Stored data:
• • • • •

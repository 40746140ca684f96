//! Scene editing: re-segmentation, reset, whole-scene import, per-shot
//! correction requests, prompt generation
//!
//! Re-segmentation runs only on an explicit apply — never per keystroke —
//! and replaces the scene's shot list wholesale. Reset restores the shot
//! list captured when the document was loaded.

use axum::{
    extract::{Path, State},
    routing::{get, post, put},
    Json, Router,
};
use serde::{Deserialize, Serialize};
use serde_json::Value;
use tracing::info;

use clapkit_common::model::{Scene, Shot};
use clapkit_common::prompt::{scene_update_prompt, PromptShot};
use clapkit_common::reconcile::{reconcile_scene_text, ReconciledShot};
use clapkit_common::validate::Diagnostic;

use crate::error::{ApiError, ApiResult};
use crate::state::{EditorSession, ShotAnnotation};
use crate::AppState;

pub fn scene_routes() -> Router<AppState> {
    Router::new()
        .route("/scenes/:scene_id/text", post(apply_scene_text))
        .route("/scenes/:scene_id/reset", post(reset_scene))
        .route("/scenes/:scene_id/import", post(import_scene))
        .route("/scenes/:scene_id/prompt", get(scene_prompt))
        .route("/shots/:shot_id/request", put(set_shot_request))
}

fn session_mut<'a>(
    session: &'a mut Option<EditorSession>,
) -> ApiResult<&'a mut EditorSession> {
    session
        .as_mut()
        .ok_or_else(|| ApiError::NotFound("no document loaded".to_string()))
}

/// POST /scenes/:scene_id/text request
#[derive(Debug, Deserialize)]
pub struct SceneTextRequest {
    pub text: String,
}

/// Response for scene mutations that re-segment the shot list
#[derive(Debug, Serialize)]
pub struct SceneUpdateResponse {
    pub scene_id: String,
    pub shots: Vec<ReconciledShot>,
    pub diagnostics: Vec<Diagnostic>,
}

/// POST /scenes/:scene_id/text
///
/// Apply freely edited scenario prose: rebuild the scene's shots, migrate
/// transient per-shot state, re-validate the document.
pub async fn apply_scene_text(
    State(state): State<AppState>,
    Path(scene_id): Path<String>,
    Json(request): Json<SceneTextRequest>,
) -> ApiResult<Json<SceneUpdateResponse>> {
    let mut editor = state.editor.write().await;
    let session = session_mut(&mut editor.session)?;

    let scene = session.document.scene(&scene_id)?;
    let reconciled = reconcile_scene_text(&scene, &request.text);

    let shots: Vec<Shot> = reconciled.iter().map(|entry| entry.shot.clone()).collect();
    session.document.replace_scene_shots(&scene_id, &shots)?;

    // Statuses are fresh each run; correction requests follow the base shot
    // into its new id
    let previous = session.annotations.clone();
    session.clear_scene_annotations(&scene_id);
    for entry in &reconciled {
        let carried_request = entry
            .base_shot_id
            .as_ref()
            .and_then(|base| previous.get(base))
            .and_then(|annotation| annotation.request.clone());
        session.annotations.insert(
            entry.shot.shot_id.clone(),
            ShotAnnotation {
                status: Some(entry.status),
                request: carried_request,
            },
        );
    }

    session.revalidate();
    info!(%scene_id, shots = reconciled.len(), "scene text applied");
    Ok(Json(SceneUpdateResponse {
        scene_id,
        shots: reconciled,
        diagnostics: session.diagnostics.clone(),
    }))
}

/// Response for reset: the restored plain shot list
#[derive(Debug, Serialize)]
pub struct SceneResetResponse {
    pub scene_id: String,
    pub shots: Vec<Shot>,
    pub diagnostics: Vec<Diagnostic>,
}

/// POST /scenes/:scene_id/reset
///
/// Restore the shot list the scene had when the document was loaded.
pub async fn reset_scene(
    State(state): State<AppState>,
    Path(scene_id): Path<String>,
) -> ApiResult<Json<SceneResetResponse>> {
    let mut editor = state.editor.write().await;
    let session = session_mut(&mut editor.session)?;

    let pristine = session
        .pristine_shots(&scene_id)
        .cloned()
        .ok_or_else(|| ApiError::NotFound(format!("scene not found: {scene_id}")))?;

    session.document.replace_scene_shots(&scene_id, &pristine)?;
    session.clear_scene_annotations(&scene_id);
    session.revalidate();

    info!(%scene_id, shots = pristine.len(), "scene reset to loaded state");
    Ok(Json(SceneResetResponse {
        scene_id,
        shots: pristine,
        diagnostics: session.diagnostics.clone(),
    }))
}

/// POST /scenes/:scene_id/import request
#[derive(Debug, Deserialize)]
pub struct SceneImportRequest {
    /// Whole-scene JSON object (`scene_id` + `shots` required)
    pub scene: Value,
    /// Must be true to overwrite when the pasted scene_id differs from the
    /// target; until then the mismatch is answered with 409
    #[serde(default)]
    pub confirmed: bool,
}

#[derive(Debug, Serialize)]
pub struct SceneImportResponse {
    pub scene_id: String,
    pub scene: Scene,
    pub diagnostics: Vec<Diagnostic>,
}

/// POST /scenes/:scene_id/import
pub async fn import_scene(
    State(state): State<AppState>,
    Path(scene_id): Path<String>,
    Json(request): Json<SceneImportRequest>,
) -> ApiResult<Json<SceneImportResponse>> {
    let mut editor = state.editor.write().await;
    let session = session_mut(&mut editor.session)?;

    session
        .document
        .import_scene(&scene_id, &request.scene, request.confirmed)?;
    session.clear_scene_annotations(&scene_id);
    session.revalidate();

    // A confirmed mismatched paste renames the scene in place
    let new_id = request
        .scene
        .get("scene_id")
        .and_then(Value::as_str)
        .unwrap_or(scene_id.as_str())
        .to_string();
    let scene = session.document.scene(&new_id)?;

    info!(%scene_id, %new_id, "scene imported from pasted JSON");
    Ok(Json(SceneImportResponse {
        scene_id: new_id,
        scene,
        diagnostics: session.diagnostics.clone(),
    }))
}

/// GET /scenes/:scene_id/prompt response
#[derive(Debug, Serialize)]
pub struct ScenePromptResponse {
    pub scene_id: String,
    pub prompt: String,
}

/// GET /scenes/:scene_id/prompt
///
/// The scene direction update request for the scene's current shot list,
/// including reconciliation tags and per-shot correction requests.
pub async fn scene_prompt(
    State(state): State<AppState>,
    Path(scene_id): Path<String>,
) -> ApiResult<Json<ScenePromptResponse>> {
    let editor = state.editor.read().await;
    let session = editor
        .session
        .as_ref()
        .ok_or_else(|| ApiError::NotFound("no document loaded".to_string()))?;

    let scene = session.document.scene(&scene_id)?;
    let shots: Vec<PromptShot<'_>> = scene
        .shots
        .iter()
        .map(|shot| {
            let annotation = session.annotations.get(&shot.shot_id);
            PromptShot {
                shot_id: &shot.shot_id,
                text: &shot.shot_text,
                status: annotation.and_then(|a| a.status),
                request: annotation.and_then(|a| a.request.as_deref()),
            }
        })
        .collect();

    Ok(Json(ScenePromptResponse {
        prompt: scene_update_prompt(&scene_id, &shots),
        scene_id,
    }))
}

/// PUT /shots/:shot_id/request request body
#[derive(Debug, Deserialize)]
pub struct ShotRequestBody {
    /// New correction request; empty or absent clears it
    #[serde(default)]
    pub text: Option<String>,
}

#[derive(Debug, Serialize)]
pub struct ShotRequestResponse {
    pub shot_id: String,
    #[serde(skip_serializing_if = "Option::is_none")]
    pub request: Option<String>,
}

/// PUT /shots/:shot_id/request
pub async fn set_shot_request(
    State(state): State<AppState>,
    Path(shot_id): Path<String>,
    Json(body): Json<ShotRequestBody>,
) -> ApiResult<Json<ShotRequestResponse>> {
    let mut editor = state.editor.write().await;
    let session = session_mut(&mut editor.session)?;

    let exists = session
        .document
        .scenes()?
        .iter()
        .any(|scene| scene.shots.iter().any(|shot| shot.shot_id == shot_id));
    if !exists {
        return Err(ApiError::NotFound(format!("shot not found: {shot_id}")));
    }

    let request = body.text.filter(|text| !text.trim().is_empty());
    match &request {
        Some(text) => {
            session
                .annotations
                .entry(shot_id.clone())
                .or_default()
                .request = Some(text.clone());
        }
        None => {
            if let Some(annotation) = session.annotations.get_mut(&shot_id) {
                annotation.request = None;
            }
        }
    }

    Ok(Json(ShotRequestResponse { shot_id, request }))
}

• • • • •

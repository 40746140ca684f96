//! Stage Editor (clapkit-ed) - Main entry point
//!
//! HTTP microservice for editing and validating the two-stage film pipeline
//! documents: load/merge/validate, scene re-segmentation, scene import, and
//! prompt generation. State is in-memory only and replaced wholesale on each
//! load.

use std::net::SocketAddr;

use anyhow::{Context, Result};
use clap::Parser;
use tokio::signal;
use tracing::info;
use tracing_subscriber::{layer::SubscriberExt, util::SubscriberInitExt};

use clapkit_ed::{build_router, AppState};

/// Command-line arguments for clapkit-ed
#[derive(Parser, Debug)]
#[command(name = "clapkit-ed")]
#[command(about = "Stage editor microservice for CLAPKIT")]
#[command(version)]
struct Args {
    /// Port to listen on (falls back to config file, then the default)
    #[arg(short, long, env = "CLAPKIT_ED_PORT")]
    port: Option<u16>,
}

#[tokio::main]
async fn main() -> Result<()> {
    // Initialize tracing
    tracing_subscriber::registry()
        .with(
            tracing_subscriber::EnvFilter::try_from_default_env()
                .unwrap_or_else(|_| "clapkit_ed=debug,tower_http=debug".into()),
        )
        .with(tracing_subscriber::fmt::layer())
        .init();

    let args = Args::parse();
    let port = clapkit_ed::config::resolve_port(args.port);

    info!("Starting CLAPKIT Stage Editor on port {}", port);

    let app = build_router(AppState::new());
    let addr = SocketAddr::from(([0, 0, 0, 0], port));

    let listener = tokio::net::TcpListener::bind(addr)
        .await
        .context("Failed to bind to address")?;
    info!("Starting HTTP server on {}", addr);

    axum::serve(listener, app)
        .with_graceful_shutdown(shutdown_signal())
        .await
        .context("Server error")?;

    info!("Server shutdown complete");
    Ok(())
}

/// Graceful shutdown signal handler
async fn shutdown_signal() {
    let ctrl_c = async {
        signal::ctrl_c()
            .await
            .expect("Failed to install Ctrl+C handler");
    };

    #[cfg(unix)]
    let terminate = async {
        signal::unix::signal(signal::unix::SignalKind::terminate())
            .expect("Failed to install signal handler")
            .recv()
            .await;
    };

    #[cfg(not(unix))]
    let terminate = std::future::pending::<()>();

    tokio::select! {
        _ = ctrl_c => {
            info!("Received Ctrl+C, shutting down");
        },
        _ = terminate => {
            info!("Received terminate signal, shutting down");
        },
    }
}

• • • • •

TASK TO COMPLETE:
Show all lines above holding "microservice".

RESPONSE TO THIS TASK:
//! HTTP microservice for editing and validating the two-stage film pipeline
#[command(about = "Stage editor microservice for CLAPKIT")]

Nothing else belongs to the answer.